- **What you will do**: Please reproduce each line of the data below as it stands.

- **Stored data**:
§ §
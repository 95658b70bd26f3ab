use std::path::PathBuf;

use crate::actor::fs::WatchRoot;
use crate::config::SiteConfig;

/// What the watcher listens to: the content and assets trees recursively,
/// and the directories holding the readme and the templates one level deep.
pub(super) fn collect_watch_roots(config: &SiteConfig) -> Vec<WatchRoot> {
    let trees = outermost(vec![config.build.content.clone(), config.build.assets.clone()]);

    let mut shallow: Vec<PathBuf> = Vec::new();
    for file in [
        &config.build.readme,
        &config.templates.index,
        &config.templates.slides,
    ] {
        let Some(dir) = file.parent() else { continue };
        if trees.iter().any(|tree| dir.starts_with(tree)) || shallow.iter().any(|d| d == dir) {
            continue;
        }
        shallow.push(dir.to_path_buf());
    }

    trees
        .into_iter()
        .map(WatchRoot::recursive)
        .chain(shallow.into_iter().map(WatchRoot::shallow))
        .collect()
}

/// Drop directories nested in another one of the list.
fn outermost(mut dirs: Vec<PathBuf>) -> Vec<PathBuf> {
    dirs.sort();
    dirs.dedup();
    let mut kept: Vec<PathBuf> = Vec::new();
    for dir in dirs {
        if !kept.iter().any(|outer: &PathBuf| dir.starts_with(outer)) {
            kept.push(dir);
        }
    }
    kept
}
§ §
- **Your solution**:
repository 95658b70bd26f3ab
use std::path::PathBuf;

use crate::actor::fs::WatchRoot;
use crate::config::SiteConfig;

/// What the watcher listens to: the content and assets trees recursively,
/// and the directories holding the readme and the templates one level deep.
pub(super) fn collect_watch_roots(config: &SiteConfig) -> Vec<WatchRoot> {
    let trees = outermost(vec![config.build.content.clone(), config.build.assets.clone()]);

    let mut shallow: Vec<PathBuf> = Vec::new();
    for file in [
        &config.build.readme,
        &config.templates.index,
        &config.templates.slides,
    ] {
        let Some(dir) = file.parent() else { continue };
        if trees.iter().any(|tree| dir.starts_with(tree)) || shallow.iter().any(|d| d == dir) {
            continue;
        }
        shallow.push(dir.to_path_buf());
    }

    trees
        .into_iter()
        .map(WatchRoot::recursive)
        .chain(shallow.into_iter().map(WatchRoot::shallow))
        .collect()
}

/// Drop directories nested in another one of the list.
fn outermost(mut dirs: Vec<PathBuf>) -> Vec<PathBuf> {
    dirs.sort();
    dirs.dedup();
    let mut kept: Vec<PathBuf> = Vec::new();
    for dir in dirs {
        if !kept.iter().any(|outer: &PathBuf| dir.starts_with(outer)) {
            kept.push(dir);
        }
    }
    kept
}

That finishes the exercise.